NISA Speleothems recording changes in past ocean circulation and ice sheet meltwater

In the subpolar North Atlantic, warm, northward flowing surface waters cool, become denser, and sink, flowing southward as cold deep water, forming a major artery of global heat transport known as the Atlantic Meridional Overturning Circulation (AMOC). Higher freshwater delivery to subpolar areas in coming centuries might lower the surface ocean density and weaken the AMOC, which would have global climate impacts such as cooler European temperatures and weaker Asian monsoon. Current climate models struggle to predict the scope of freshwater needed to disrupt AMOC. Dozens of times in the last 100,000 years, the AMOC has weakened abruptly, remained weak for centuries to millennia, and recovered. Yet, existing data is too limited to test whether these past events were even triggered by changes in freshwater in the North Atlantic, or if freshwater forcing ended to enable the recovery of AMOC.

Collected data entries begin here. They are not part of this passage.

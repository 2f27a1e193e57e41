pub mod ollama;
pub(crate) mod parsing;
pub mod prompts;

use std::time::Duration;

use async_trait::async_trait;
use serde_json::Value;
use thiserror::Error;

/// Error variants for LLM traffic.
///
/// Retry and fallback policies dispatch on these values instead of catching
/// generic errors: rate limits back off, timeouts and transport errors
/// retry, invalid JSON falls back to a safe default decision.
#[derive(Debug, Error)]
pub enum LlmError {
    #[error("rate limited by LLM service")]
    RateLimited,

    #[error("LLM call timed out after {0:?}")]
    Timeout(Duration),

    #[error("LLM returned unparseable JSON: {0}")]
    InvalidJson(String),

    #[error("LLM service error ({status}): {body}")]
    Http { status: u16, body: String },

    #[error("LLM transport error: {0}")]
    Transport(String),
}

impl LlmError {
    /// Transient errors are worth retrying with backoff.
    pub fn is_transient(&self) -> bool {
        matches!(
            self,
            LlmError::RateLimited | LlmError::Timeout(_) | LlmError::Transport(_)
        )
    }
}

/// The seam between the pipeline and the local LLM service.
///
/// One client instance is configured per model role (extractor, doctrine,
/// embedding, glyph repair); consumers program against this trait so tests
/// can substitute deterministic stubs.
#[async_trait]
pub trait LlmService: Send + Sync {
    /// Plain text completion.
    async fn generate(
        &self,
        system: Option<&str>,
        prompt: &str,
        timeout: Duration,
    ) -> Result<String, LlmError>;

    /// Embed a single text.
    async fn embed(&self, text: &str, timeout: Duration) -> Result<Vec<f32>, LlmError>;

    /// Embed a batch of texts in one request. Must return one vector per
    /// input, in input order.
    async fn embed_batch(
        &self,
        texts: &[String],
        timeout: Duration,
    ) -> Result<Vec<Vec<f32>>, LlmError>;

    fn name(&self) -> &'static str;
}

/// Call the LLM and parse a single JSON object from its output.
///
/// Markdown fences and surrounding prose are tolerated; anything that still
/// fails to parse is an `InvalidJson` error carrying the raw output.
pub async fn generate_json(
    client: &dyn LlmService,
    system: &str,
    prompt: &str,
    timeout: Duration,
) -> Result<Value, LlmError> {
    let raw = client.generate(Some(system), prompt, timeout).await?;
    parsing::parse_json_object(&raw).ok_or_else(|| LlmError::InvalidJson(truncate(&raw, 400)))
}

fn truncate(s: &str, max: usize) -> String {
    if s.chars().count() <= max {
        s.to_string()
    } else {
        s.chars().take(max).collect()
    }
}

#[cfg(test)]
mod tests {
    use super::*;

    #[test]
    fn test_transient_classification() {
        assert!(LlmError::RateLimited.is_transient());
        assert!(LlmError::Timeout(Duration::from_secs(60)).is_transient());
        assert!(LlmError::Transport("connection reset".into()).is_transient());
        assert!(!LlmError::InvalidJson("{".into()).is_transient());
        assert!(
            !LlmError::Http {
                status: 500,
                body: "oops".into()
            }
            .is_transient()
        );
    }

    #[test]
    fn test_truncate_short_passthrough() {
        assert_eq!(truncate("abc", 10), "abc");
        assert_eq!(truncate("abcdef", 3), "abc");
    }
}
use crate::checkpoint::CheckpointStore;
use crate::config::Config;
use crate::doctrine::{self, extractor, Doctrine, DoctrineMeta, DoctrineStatus};
use crate::domain::Domain;
use crate::error::IngestError;
use crate::extract::{self, repair::GlyphRepairer};
use crate::llm::{ollama::OllamaClient, LlmService};
use crate::memory::MemoryStore;
use crate::minister::MinisterWriter;
use crate::nodes::{self, EmbeddedNode, NodeMetadata};
use crate::pipeline::metrics::IngestMetrics;
use crate::pipeline::orchestrator::{ChunkPayload, IngestOrchestrator, OrchestratorConfig};
use crate::pipeline::rate::{AdaptiveRateController, FlowConfig, FlowController, RateControllerConfig};
use crate::progress::{self, Phase};
use crate::scoring::{self, Event};
use crate::segment::{self, ChapterSegmenter, Chapter};
use crate::store::{file::FileVectorStore, Category, VectorStore};
use crate::text;

/// Below this canonical length a single-chapter streaming result is
/// plausible and the heading fallback stays off.
const SINGLE_CHAPTER_FALLBACK_MIN_CHARS: usize = 10_000;

const RAW_FILE: &str = "00_raw.txt";
const CANONICAL_FILE: &str = "00_canonical_text.txt";
const REPAIRED_FILE: &str = "00_raw_repaired.txt";
const CHAPTERS_FILE: &str = "01_chapters.json";
const DOCTRINE_FILE: &str = "02_doctrine.json";
const DOCTRINE_ERRORS_FILE: &str = "02_doctrine_errors.log";
const MINISTERS_INDEX_FILE: &str = "ministers_index.json";
const NODES_CHUNKS_FILE: &str = "03_nodes_chunks.json";
const EMBEDDINGS_FILE: &str = "03_embeddings.json";
const CONVERSION_FILE: &str = "03_5_minister_conversion.json";
const CONVERSION_ERRORS_FILE: &str = "03_5_minister_errors.log";

/// Everything one ingest run needs: configuration, one LLM client per model
/// role, and the shared stores.
pub struct IngestContext {
    pub config: Config,
    extract_client: Arc<dyn LlmService>,
    doctrine_client: Arc<dyn LlmService>,
    embed_client: Arc<dyn LlmService>,
    glyph_client: Arc<dyn LlmService>,
    store: Arc<dyn VectorStore>,
    memory: Arc<MemoryStore>,
}
//! Text helpers shared across pipeline phases: content hashing, paragraph
//! chunking, and extraction-quality heuristics.

use std::sync::LazyLock;

use regex::Regex;
use sha2::{Digest, Sha256};

/// Page separator used when concatenating pages into canonical text.
pub const PAGE_SEPARATOR: char = '\u{c}';

/// Maximum characters per LLM chunk (glyph repair and doctrine extraction).
pub const MAX_CHUNK_CHARS: usize = 8_000;

static GLYPH_STREAM_RE: LazyLock<Regex> =
    LazyLock::new(|| Regex::new(r"/G[0-9A-Fa-f]{2}").expect("static regex"));

static WEIRD_CHAR_RE: LazyLock<Regex> =
    LazyLock::new(|| Regex::new(r"[\p{C}\p{S}]").expect("static regex"));

/// SHA-256 hex digest of a string. Stable ids for chapters and cache keys.
pub fn sha256_hex(text: &str) -> String {
    let mut hasher = Sha256::new();
    hasher.update(text.as_bytes());
    let digest = hasher.finalize();
    digest.iter().map(|b| format!("{b:02x}")).collect()
}

/// Split text into chunks of at most `max_chars` characters, cutting at
/// paragraph boundaries (`\n\n`) where one falls inside the window.
///
/// Whitespace-only chunks are dropped; every non-whitespace character of the
/// input appears in exactly one chunk.
pub fn chunk_text(text: &str, max_chars: usize) -> Vec<String> {
    let chars: Vec<char> = text.chars().collect();
    let n = chars.len();
    let mut out = Vec::new();
    let mut start = 0;

    while start < n {
        let end = (start + max_chars).min(n);
        let window: String = chars[start..end].iter().collect();
        let cut = if end < n {
            match window.rfind("\n\n") {
                Some(pos) if pos > 0 => {
                    // rfind returns a byte offset into the window; convert back
                    // to a char count so multi-byte text stays intact.
                    let cut_chars = window[..pos].chars().count();
                    start + cut_chars
                }
                _ => end,
            }
        } else {
            end
        };
        let chunk: String = chars[start..cut].iter().collect();
        if !chunk.trim().is_empty() {
            out.push(chunk);
        }
        start = cut.max(start + 1);
    }

    out
}

/// Printable-character ratio, used to decide whether an extraction tier is
/// good enough or the next tier should run.
pub fn quality_score(text: &str) -> f64 {
    if text.is_empty() {
        return 0.0;
    }
    let total = text.chars().count();
    let printable = text
        .chars()
        .filter(|c| !c.is_control() || c.is_whitespace())
        .count();
    printable as f64 / total as f64
}

/// Heuristic for font-encoding / glyph artifacts in extracted text.
///
/// "Weird" characters are those in Unicode categories `C*` (control,
/// unassigned, private use) or `S*` (symbols). Whitespace controls are not
/// counted as weird.
pub fn looks_glyph_encoded(text: &str) -> bool {
    if text.is_empty() {
        return false;
    }
    let total = text.chars().count();

    let non_ascii = text.chars().filter(|c| !c.is_ascii()).count();
    let non_ascii_ratio = non_ascii as f64 / total as f64;

    let weird = text
        .chars()
        .filter(|c| !c.is_whitespace() && WEIRD_CHAR_RE.is_match(&c.to_string()))
        .count();
    let weird_ratio = weird as f64 / total as f64;

    (non_ascii_ratio > 0.15 && weird_ratio > 0.05) || weird_ratio > 0.12
}

/// Detect raw glyph-stream markers (`/G3F`-style names) leaking out of the
/// PDF content stream.
pub fn is_glyph_stream(text: &str) -> bool {
    GLYPH_STREAM_RE.is_match(text)
}
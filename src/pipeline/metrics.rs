//! Metrics collection for the ingestion pipeline.
//!
//! Counters are atomics so every worker can record without contention;
//! latency windows keep the most recent thousand samples per stage.

use std::collections::VecDeque;
use std::sync::atomic::{AtomicUsize, Ordering};
use std::sync::Mutex;
use std::time::Instant;

use serde::{Deserialize, Serialize};

const LATENCY_WINDOW: usize = 1_000;

#[derive(Debug)]
pub struct IngestMetrics {
    processed: AtomicUsize,
    dropped: AtomicUsize,
    rate_limit_hits: AtomicUsize,
    errors: AtomicUsize,
    embed_times: Mutex<VecDeque<f64>>,
    db_times: Mutex<VecDeque<f64>>,
    minister_times: Mutex<VecDeque<f64>>,
    start_time: Instant,
}

/// Snapshot report persisted into `03_embeddings.json`.
#[derive(Debug, Clone, Serialize, Deserialize)]
pub struct MetricsReport {
    pub elapsed_seconds: f64,
    pub processed_chunks: usize,
    pub dropped_chunks: usize,
    pub rate_limit_hits: usize,
    pub errors: usize,
    pub throughput_chunks_per_sec: f64,
    pub avg_embed_latency_ms: f64,
    pub avg_db_latency_ms: f64,
    pub avg_minister_latency_ms: f64,
}

impl Default for IngestMetrics {
    fn default() -> Self {
        Self::new()
    }
}

impl IngestMetrics {
    pub fn new() -> Self {
        Self {
            processed: AtomicUsize::new(0),
            dropped: AtomicUsize::new(0),
            rate_limit_hits: AtomicUsize::new(0),
            errors: AtomicUsize::new(0),
            embed_times: Mutex::new(VecDeque::new()),
            db_times: Mutex::new(VecDeque::new()),
            minister_times: Mutex::new(VecDeque::new()),
            start_time: Instant::now(),
        }
    }

    fn push_latency(window: &Mutex<VecDeque<f64>>, latency_secs: f64) {
        let mut window = window.lock().expect("metrics lock");
        window.push_back(latency_secs);
        while window.len() > LATENCY_WINDOW {
            window.pop_front();
        }
    }

    fn avg(window: &Mutex<VecDeque<f64>>) -> f64 {
        let window = window.lock().expect("metrics lock");
        if window.is_empty() {
            0.0
        } else {
            window.iter().sum::<f64>() / window.len() as f64
        }
    }

    pub fn record_embed(&self, latency_secs: f64) {
        Self::push_latency(&self.embed_times, latency_secs);
    }

    pub fn record_db(&self, latency_secs: f64) {
        Self::push_latency(&self.db_times, latency_secs);
    }

    pub fn record_minister(&self, latency_secs: f64) {
        Self::push_latency(&self.minister_times, latency_secs);
    }

    pub fn record_processed(&self, count: usize) {
        self.processed.fetch_add(count, Ordering::Relaxed);
    }

    pub fn record_dropped(&self, count: usize) {
        self.dropped.fetch_add(count, Ordering::Relaxed);
    }

    pub fn record_rate_limit(&self) {
        self.rate_limit_hits.fetch_add(1, Ordering::Relaxed);
    }

    pub fn record_error(&self) {
        self.errors.fetch_add(1, Ordering::Relaxed);
    }

    pub fn processed(&self) -> usize {
        self.processed.load(Ordering::Relaxed)
    }

    pub fn rate_limit_hits(&self) -> usize {
        self.rate_limit_hits.load(Ordering::Relaxed)
    }

    pub fn errors(&self) -> usize {
        self.errors.load(Ordering::Relaxed)
    }

    pub fn report(&self) -> MetricsReport {
        let elapsed = self.start_time.elapsed().as_secs_f64();
        let processed = self.processed();
        MetricsReport {
            elapsed_seconds: elapsed,
            processed_chunks: processed,
            dropped_chunks: self.dropped.load(Ordering::Relaxed),
            rate_limit_hits: self.rate_limit_hits(),
            errors: self.errors(),
            throughput_chunks_per_sec: processed as f64 / elapsed.max(1.0),
            avg_embed_latency_ms: Self::avg(&self.embed_times) * 1000.0,
            avg_db_latency_ms: Self::avg(&self.db_times) * 1000.0,
            avg_minister_latency_ms: Self::avg(&self.minister_times) * 1000.0,
        }
    }
}

#[cfg(test)]
mod tests {
    use super::*;

    #[test]
    fn test_counters_accumulate() {
        let m = IngestMetrics::new();
        m.record_processed(3);
        m.record_processed(2);
        m.record_dropped(1);
        m.record_rate_limit();
        m.record_error();

        let report = m.report();
        assert_eq!(report.processed_chunks, 5);
        assert_eq!(report.dropped_chunks, 1);
        assert_eq!(report.rate_limit_hits, 1);
        assert_eq!(report.errors, 1);
    }

    #[test]
    fn test_latency_averages() {
        let m = IngestMetrics::new();
        m.record_embed(0.1);
        m.record_embed(0.3);
        m.record_db(0.05);

        let report = m.report();
        assert!((report.avg_embed_latency_ms - 200.0).abs() < 1e-6);
        assert!((report.avg_db_latency_ms - 50.0).abs() < 1e-6);
        assert_eq!(report.avg_minister_latency_ms, 0.0);
    }

    #[test]
    fn test_latency_window_bounded() {
        let m = IngestMetrics::new();
        for _ in 0..(LATENCY_WINDOW + 100) {
            m.record_embed(1.0);
        }
        assert_eq!(m.embed_times.lock().unwrap().len(), LATENCY_WINDOW);
    }

    #[test]
    fn test_report_serializes() {
        let m = IngestMetrics::new();
        m.record_processed(1);
        let json = serde_json::to_value(m.report()).unwrap();
        assert_eq!(json["processed_chunks"], 1);
    }
}
impl MinisterWriter {
    pub fn new(data_root: &Path) -> Self {
        Self {
            ministers_root: data_root.join("ministers"),
        }
    }

    pub fn domain_path(&self, domain: Domain) -> PathBuf {
        self.ministers_root.join(domain.as_str())
    }

    fn category_path(&self, domain: Domain, category: Category) -> PathBuf {
        self.domain_path(domain).join(format!("{}.json", category.as_str()))
    }

    /// Create the full structure for a domain: the four consolidated
    /// category files plus a `doctrine.json` summary.
    pub fn ensure_structure(&self, domain: Domain) -> Result<(), IngestError> {
        let domain_dir = self.domain_path(domain);
        fs::create_dir_all(&domain_dir)?;

        for category in Category::CONSOLIDATED {
            let path = self.category_path(domain, category);
            if !path.exists() {
                atomic_write_json(&path, &CategoryFile::empty(domain, category))?;
            }
        }

        let doctrine_path = domain_dir.join("doctrine.json");
        if !doctrine_path.exists() {
            atomic_write_json(
                &doctrine_path,
                &serde_json::json!({
                    "domain": domain.as_str(),
                    "type": "domain_summary",
                    "consolidated": true,
                    "meta": {"total_entries": 0, "last_updated": null}
                }),
            )?;
        }

        Ok(())
    }

    /// Append one entry to a consolidated category file.
    #[allow(dead_code)]
    pub fn add_category_entry(
        &self,
        domain: Domain,
        category: Category,
        text: &str,
        book: &str,
        chapter: usize,
        weight: f32,
    ) -> Result<Uuid, IngestError> {
        let ids = self.add_category_entries(
            domain,
            category,
            &[(text.to_string(), book.to_string(), chapter, weight)],
        )?;
        Ok(ids[0])
    }

    /// Append a batch of entries in a single load + atomic write.
    pub fn add_category_entries(
        &self,
        domain: Domain,
        category: Category,
        entries: &[(String, String, usize, f32)],
    ) -> Result<Vec<Uuid>, IngestError> {
        self.ensure_structure(domain)?;
        let path = self.category_path(domain, category);
        let mut file = load_category_file(&path, domain, category);

        let mut ids = Vec::with_capacity(entries.len());
        for (text, book, chapter, weight) in entries {
            let id = Uuid::new_v4();
            ids.push(id);
            file.entries.push(CategoryEntry {
                id,
                text: text.clone(),
                source: SourceRef {
                    book: book.clone(),
                    chapter: *chapter,
                },
                weight: *weight,
            });
            let source = SourceRef {
                book: book.clone(),
                chapter: *chapter,
            };
            if !file.meta.aggregated_from.contains(&source) {
                file.meta.aggregated_from.push(source);
            }
        }

        file.meta.total_entries = file.entries.len();
        file.meta.last_updated = Some(Utc::now());

        atomic_write_json(&path, &file)?;
        Ok(ids)
    }

    /// Convert one chapter's doctrine into entries under each of its
    /// domains.
    pub fn process_chapter(
        &self,
        doctrine: &Doctrine,
        book: &str,
    ) -> Result<BTreeMap<Domain, Vec<Uuid>>, IngestError> {
        let chapter = doctrine.chapter_index;
        let mut created: BTreeMap<Domain, Vec<Uuid>> = BTreeMap::new();

        for &domain in &doctrine.domains {
            self.ensure_structure(domain)?;
            let mut ids = Vec::new();

            let principles: Vec<_> = doctrine
                .principles
                .iter()
                .map(|p| (p.statement.clone(), book.to_string(), chapter, 1.0))
                .collect();
            ids.extend(self.add_category_entries(domain, Category::Principles, &principles)?);

            let rules: Vec<_> = doctrine
                .rules
                .iter()
                .map(|r| {
                    (
                        format!("IF {} THEN {}", r.condition, r.action),
                        book.to_string(),
                        chapter,
                        1.0,
                    )
                })
                .collect();
            ids.extend(self.add_category_entries(domain, Category::Rules, &rules)?);

            let claims: Vec<_> = doctrine
                .claims
                .iter()
                .map(|c| (c.claim.clone(), book.to_string(), chapter, 1.0))
                .collect();
            ids.extend(self.add_category_entries(domain, Category::Claims, &claims)?);

            let warnings: Vec<_> = doctrine
                .warnings
                .iter()
                .map(|w| {
                    (
                        format!(
                            "SITUATION: {}. RISK: {}",
                            w.situation,
                            w.risk.as_deref().unwrap_or("")
                        ),
                        book.to_string(),
                        chapter,
                        1.0,
                    )
                })
                .collect();
            ids.extend(self.add_category_entries(domain, Category::Warnings, &warnings)?);

            created.insert(domain, ids);
        }

        Ok(created)
    }

    /// Convert every doctrine of a book. Chapters whose conversion fails
    /// are logged and skipped; the summary reflects what landed.
    pub fn convert_all(&self, doctrines: &[Doctrine], book: &str) -> ConversionSummary {
        let mut total_entries = 0usize;
        let mut domain_statistics: BTreeMap<String, usize> = BTreeMap::new();

        for doctrine in doctrines {
            match self.process_chapter(doctrine, book) {
                Ok(created) => {
                    for (domain, ids) in created {
                        *domain_statistics.entry(domain.as_str().to_string()).or_default() +=
                            ids.len();
                        total_entries += ids.len();
                    }
                }
                Err(e) => {
                    debug!(
                        "minister conversion failed for chapter {}: {e}",
                        doctrine.chapter_index
                    );
                }
            }
        }

        ConversionSummary {
            status: "success".into(),
            total_chapters_processed: doctrines.len(),
            total_entries_created: total_entries,
            domains_populated: domain_statistics.len(),
            domain_statistics,
        }
    }

    /// Rebuild `combined_vector.index` from the consolidated files on disk.
    pub fn update_combined_index(&self, data_root: &Path) -> Result<(), IngestError> {
        let mut domains: Vec<String> = Vec::new();
        let mut domain_statistics: BTreeMap<String, Value> = BTreeMap::new();
        let mut total_entries = 0usize;

        for domain in Domain::ALL {
            let domain_dir = self.domain_path(domain);
            if !domain_dir.is_dir() {
                continue;
            }

            let mut entry_count = 0usize;
            let mut last_updated: Option<DateTime<Utc>> = None;
            for category in Category::CONSOLIDATED {
                let path = self.category_path(domain, category);
                let Ok(content) = fs::read_to_string(&path) else {
                    continue;
                };
                let Ok(file) = serde_json::from_str::<CategoryFile>(&content) else {
                    continue;
                };
                entry_count += file.entries.len();
                if let Some(updated) = file.meta.last_updated
                    && last_updated.is_none_or(|prev| updated > prev)
                {
                    last_updated = Some(updated);
                }
            }

            if entry_count > 0 {
                total_entries += entry_count;
                domain_statistics.insert(
                    domain.as_str().to_string(),
                    serde_json::json!({
                        "total_entries": entry_count,
                        "last_updated": last_updated,
                    }),
                );
                domains.push(domain.as_str().to_string());
            }
        }

        let index = serde_json::json!({
            "domain": "all",
            "combined": true,
            "domains_included": domains,
            "domain_statistics": domain_statistics,
            "metadata": {
                "created": Utc::now(),
                "total_domains": domain_statistics.len(),
                "total_entries": total_entries,
            }
        });

        atomic_write_json(&data_root.join(COMBINED_INDEX_FILE), &index)
    }
}
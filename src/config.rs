use std::path::PathBuf;

use anyhow::{Context, Result};
use serde::{Deserialize, Serialize};

use crate::scoring::ScoringConfig;

/// Model selection, one role per pipeline concern. Environment variables
/// always win over the config file.
#[derive(Debug, Clone, Serialize, Deserialize)]
#[serde(default)]
pub struct ModelConfig {
    /// Boundary decisions and general extraction.
    pub extract: String,
    /// Instruction-following model for doctrine JSON.
    pub doctrine: String,
    /// Lightweight embedding model.
    pub embed: String,
    /// Fast model for glyph repair.
    pub glyph_repair: String,
    pub base_url: String,
}

impl Default for ModelConfig {
    fn default() -> Self {
        Self {
            extract: "qwen2.5:7b".into(),
            doctrine: "deepseek-r1:8b".into(),
            embed: "nomic-embed-text".into(),
            glyph_repair: "mistral".into(),
            base_url: "http://localhost:11434".into(),
        }
    }
}

#[derive(Debug, Clone, Serialize, Deserialize)]
#[serde(default)]
pub struct Config {
    /// Per-book artifact directories live here.
    pub storage_root: PathBuf,
    /// LLM decision and glyph-repair caches; cleared after a completed
    /// ingest.
    pub cache_root: PathBuf,
    /// Ministers, vector store, memory store, combined index.
    pub data_root: PathBuf,
    pub models: ModelConfig,
    /// Vector-backend DSN; absent selects the file-backed store.
    pub db_dsn: Option<String>,
    pub scoring: ScoringConfig,
    /// Phase 2 doctrine worker pool size.
    pub doctrine_workers: usize,
    /// Phase 3 embedding worker pool size.
    pub embed_workers: usize,
    /// Optional mission vector for relevance scoring.
    pub mission_vector: Option<Vec<f32>>,
}

impl Default for Config {
    fn default() -> Self {
        Self {
            storage_root: PathBuf::from("rag_storage"),
            cache_root: PathBuf::from("rag_cache"),
            data_root: PathBuf::from("data"),
            models: ModelConfig::default(),
            db_dsn: None,
            scoring: ScoringConfig::default(),
            doctrine_workers: 2,
            embed_workers: 4,
            mission_vector: None,
        }
    }
}

impl Config {
    /// Get the configuration directory path.
    pub fn config_dir() -> Result<PathBuf> {
        let config_dir = dirs::config_dir()
            .context("Could not determine config directory")?
            .join("doctrina");
        Ok(config_dir)
    }

    pub fn config_path() -> Result<PathBuf> {
        Ok(Self::config_dir()?.join("config.toml"))
    }

    /// Load configuration: defaults, overridden by the optional config
    /// file, overridden by environment variables.
    pub fn load() -> Result<Self> {
        let mut config = match Self::config_path() {
            Ok(path) if path.exists() => {
                let content = std::fs::read_to_string(&path)
                    .with_context(|| format!("Failed to read config file at {}", path.display()))?;
                toml::from_str(&content)
                    .with_context(|| format!("Failed to parse config file at {}", path.display()))?
            }
            _ => Config::default(),
        };
        config.apply_env();
        Ok(config)
    }

    /// Apply the environment-variable contract.
    pub fn apply_env(&mut self) {
        if let Ok(model) = std::env::var("OLLAMA_EXTRACT_MODEL") {
            self.models.extract = model;
        }
        if let Ok(model) = std::env::var("OLLAMA_DEEPSEEK_MODEL") {
            self.models.doctrine = model;
        }
        if let Ok(model) = std::env::var("OLLAMA_EMBED_MODEL") {
            self.models.embed = model;
        }
        if let Ok(model) = std::env::var("OLLAMA_GLYPH_REPAIR_MODEL") {
            self.models.glyph_repair = model;
        }
        if let Ok(url) = std::env::var("OLLAMA_BASE_URL") {
            self.models.base_url = url;
        }
        if let Ok(dsn) = std::env::var("DB_DSN")
            && !dsn.is_empty()
        {
            self.db_dsn = Some(dsn);
        }
    }

    /// Book storage directory: the storage root joined with the file stem.
    pub fn book_storage(&self, pdf_path: &std::path::Path) -> PathBuf {
        let stem = pdf_path
            .file_stem()
            .map(|s| s.to_string_lossy().to_string())
            .unwrap_or_else(|| "book".to_string());
        self.storage_root.join(stem)
    }
}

To test the factors influencing the past episodes of weakening and recovery of AMOC, we are using dual geochemical indicators sensitive to both ocean freshening and the abrupt cooling that accompanies AMOC weakening. Measuring the indicators in annually layered stalagmites from coastal caves in a key area along the North Atlantic enables us to document when past freshwater pulses occurred and if they triggered or conditioned AMOC weakening. In assembling this perspective over a large number of events, we can evaluate if AMOC is more fragile or more resilient under certain climate states. These results also provide new information about the rates of ice sheet melting and feedbacks between climate and melting rates. Ultimately, these well documented templates of past AMOC behavior can be used to evaluate and improve the representation of AMOC in modern coupled ocean -atmosphere general circulation models.
The accurate interpretation of temperature and freshwater history encoded in stalagmites is grounded in a careful evaluation of the underlying system processes. Monitoring and cave process models are used to distinguish regional temperature signals from in-cave processes modifying carbon isotopic records. In collaboration with Dr. Ruza Ivanovic (University of Leeds), we also use tracers in coupled numerical ocean-atmosphere models to identify how freshwater delivered to the ocean is distributed in the moisture source for cave stalagmites.